## Exercise
In the entries below, find the line with "let (width, height)" and the line with "Self::default()". Print those two and everything between them exactly, and nothing else.

## Supplied information
******

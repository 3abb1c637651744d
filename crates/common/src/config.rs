//! Application configuration.

use serde::{Deserialize, Serialize};
use std::path::PathBuf;
use std::time::Duration;

/// Global application configuration.
#[derive(Debug, Clone, Serialize, Deserialize)]
#[serde(default)]
pub struct AppConfig {
    /// Directory where finished recordings are written.
    pub output_dir: PathBuf,

    /// Default recording settings.
    pub recording: RecordingDefaults,

    /// Logging configuration.
    pub logging: LoggingConfig,
}

/// Video quality preset.
#[derive(Debug, Clone, Copy, PartialEq, Eq, Default, Serialize, Deserialize)]
#[serde(rename_all = "lowercase")]
pub enum VideoQuality {
    Low,
    #[default]
    Medium,
    High,
}

impl VideoQuality {
    /// Target video bitrate in kbps.
    pub fn video_bitrate_kbps(&self) -> u32 {
        match self {
            VideoQuality::Low => 2500,
            VideoQuality::Medium => 5000,
            VideoQuality::High => 10000,
        }
    }

    /// Target audio bitrate in kbps.
    pub fn audio_bitrate_kbps(&self) -> u32 {
        match self {
            VideoQuality::Low => 128,
            VideoQuality::Medium => 192,
            VideoQuality::High => 256,
        }
    }
}

/// Whether hardware encoders should be tried first.
#[derive(Debug, Clone, Copy, PartialEq, Eq, Default, Serialize, Deserialize)]
#[serde(rename_all = "kebab-case")]
pub enum HardwareAcceleration {
    #[default]
    NoPreference,
    PreferHardware,
    PreferSoftware,
}

/// Output resolution presets (16:9).
#[derive(Debug, Clone, Copy, PartialEq, Eq, Default, Serialize, Deserialize)]
#[serde(rename_all = "lowercase")]
pub enum OutputResolution {
    Hd720,
    #[default]
    Hd1080,
    Qhd1440,
    Uhd2160,
}

impl OutputResolution {
    pub fn dimensions(&self) -> (u32, u32) {
        match self {
            OutputResolution::Hd720 => (1280, 720),
            OutputResolution::Hd1080 => (1920, 1080),
            OutputResolution::Qhd1440 => (2560, 1440),
            OutputResolution::Uhd2160 => (3840, 2160),
        }
    }
}

/// Default recording parameters.
#[derive(Debug, Clone, Serialize, Deserialize)]
#[serde(default)]
pub struct RecordingDefaults {
    /// Composite output width in pixels.
    pub width: u32,

    /// Composite output height in pixels.
    pub height: u32,

    /// Target frame rate.
    pub fps: u32,

    /// A keyframe is forced every this many encoded frames.
    pub keyframe_interval: u64,

    /// Bitrate preset.
    pub quality: VideoQuality,

    /// Hardware encoder preference used by the capability probe.
    pub hardware_acceleration: HardwareAcceleration,

    /// Audio sample rate the mixer resamples every source to.
    pub audio_sample_rate: u32,

    /// Audio channel count of the mixed track.
    pub audio_channels: u16,

    /// Samples per channel in each raw audio frame handed to the encoder.
    pub audio_frame_size: usize,

    /// Microphone gain applied before summing.
    pub mic_gain: f32,

    /// System audio gain applied before summing.
    pub system_gain: f32,

    /// Capture microphone audio by default.
    pub capture_mic: bool,

    /// Capture system loopback audio by default.
    pub capture_system_audio: bool,

    /// Stall watchdog period in milliseconds.
    pub watchdog_period_ms: u64,

    /// A stall is reported when no frame completed for this many frame intervals.
    pub stall_factor: u32,

    /// How often the continuous-stream fallback hands batched output to the muxer.
    pub stream_timeslice_ms: u64,

    /// Upper bound for encoder flush during stop. `None` waits indefinitely.
    pub flush_timeout_ms: Option<u64>,
}

/// Logging configuration.
#[derive(Debug, Clone, Serialize, Deserialize)]
#[serde(default)]
pub struct LoggingConfig {
    /// Log level filter (e.g., "info", "debug", "mosaic_recorder=debug,warn").
    pub level: String,

    /// Whether to output structured JSON logs.
    pub json: bool,

    /// Optional log file path.
    pub file: Option<PathBuf>,
}

impl Default for AppConfig {
    fn default() -> Self {
        Self {
            output_dir: default_output_dir(),
            recording: RecordingDefaults::default(),
            logging: LoggingConfig::default(),
        }
    }
}

impl Default for RecordingDefaults {
    fn default() -> Self {
        let (width, height) = OutputResolution::default().dimensions();
        Self {
            width,
            height,
            fps: 30,
            keyframe_interval: 120,
            quality: VideoQuality::default(),
            hardware_acceleration: HardwareAcceleration::default(),
            audio_sample_rate: 48000,
            audio_channels: 2,
            audio_frame_size: 4096,
            mic_gain: 1.0,
            system_gain: 1.0,
            capture_mic: true,
            capture_system_audio: false,
            watchdog_period_ms: 1000,
            stall_factor: 3,
            stream_timeslice_ms: 1000,
            flush_timeout_ms: None,
        }
    }
}

impl RecordingDefaults {
    pub fn watchdog_period(&self) -> Duration {
        Duration::from_millis(self.watchdog_period_ms.max(1))
    }

    pub fn stream_timeslice(&self) -> Duration {
        Duration::from_millis(self.stream_timeslice_ms.max(1))
    }

    pub fn flush_timeout(&self) -> Option<Duration> {
        self.flush_timeout_ms.map(Duration::from_millis)
    }
}

impl Default for LoggingConfig {
    fn default() -> Self {
        Self {
            level: "info".to_string(),
            json: false,
            file: None,
        }
    }
}

impl AppConfig {
    /// Load config from the standard location, falling back to defaults.
    pub fn load() -> Self {
        let config_path = config_file_path();
        if config_path.exists() {
            match std::fs::read_to_string(&config_path) {
                Ok(content) => match serde_json::from_str(&content) {
                    Ok(config) => return config,
                    Err(e) => {
                        tracing::warn!("Failed to parse config at {:?}: {}", config_path, e);
                    }
                },
                Err(e) => {
                    tracing::warn!("Failed to read config at {:?}: {}", config_path, e);
                }
            }
        }
        Self::default()
    }

    /// Save config to the standard location.
    pub fn save(&self) -> Result<PathBuf, std::io::Error> {
        let config_path = config_file_path();
        if let Some(parent) = config_path.parent() {
            std::fs::create_dir_all(parent)?;
        }
        let json = serde_json::to_string_pretty(self).map_err(std::io::Error::other)?;
        std::fs::write(&config_path, json)?;
        Ok(config_path)
    }
}

/// Standard config file location.
pub fn config_file_path() -> PathBuf {
    let base = std::env::var("XDG_CONFIG_HOME")
        .map(PathBuf::from)
        .unwrap_or_else(|_| {
            let home = std::env::var("HOME").unwrap_or_else(|_| "/tmp".to_string());
            PathBuf::from(home).join(".config")
        });
    base.join("mosaic").join("config.json")
}

/// Default recordings directory.
fn default_output_dir() -> PathBuf {
    let home = std::env::var("HOME").unwrap_or_else(|_| "/tmp".to_string());
    PathBuf::from(home).join("Videos").join("mosaic")
}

******

## Answer to the exercise
        let (width, height) = OutputResolution::default().dimensions();
        Self {
            width,
            height,
            fps: 30,
            keyframe_interval: 120,
            quality: VideoQuality::default(),
            hardware_acceleration: HardwareAcceleration::default(),
            audio_sample_rate: 48000,
            audio_channels: 2,
            audio_frame_size: 4096,
            mic_gain: 1.0,
            system_gain: 1.0,
            capture_mic: true,
            capture_system_audio: false,
            watchdog_period_ms: 1000,
            stall_factor: 3,
            stream_timeslice_ms: 1000,
            flush_timeout_ms: None,
        }
    }
}

impl RecordingDefaults {
    pub fn watchdog_period(&self) -> Duration {
        Duration::from_millis(self.watchdog_period_ms.max(1))
    }

    pub fn stream_timeslice(&self) -> Duration {
        Duration::from_millis(self.stream_timeslice_ms.max(1))
    }

    pub fn flush_timeout(&self) -> Option<Duration> {
        self.flush_timeout_ms.map(Duration::from_millis)
    }
}

impl Default for LoggingConfig {
    fn default() -> Self {
        Self {
            level: "info".to_string(),
            json: false,
            file: None,
        }
    }
}

impl AppConfig {
    /// Load config from the standard location, falling back to defaults.
    pub fn load() -> Self {
        let config_path = config_file_path();
        if config_path.exists() {
            match std::fs::read_to_string(&config_path) {
                Ok(content) => match serde_json::from_str(&content) {
                    Ok(config) => return config,
                    Err(e) => {
                        tracing::warn!("Failed to parse config at {:?}: {}", config_path, e);
                    }
                },
                Err(e) => {
                    tracing::warn!("Failed to read config at {:?}: {}", config_path, e);
                }
            }
        }
        Self::default()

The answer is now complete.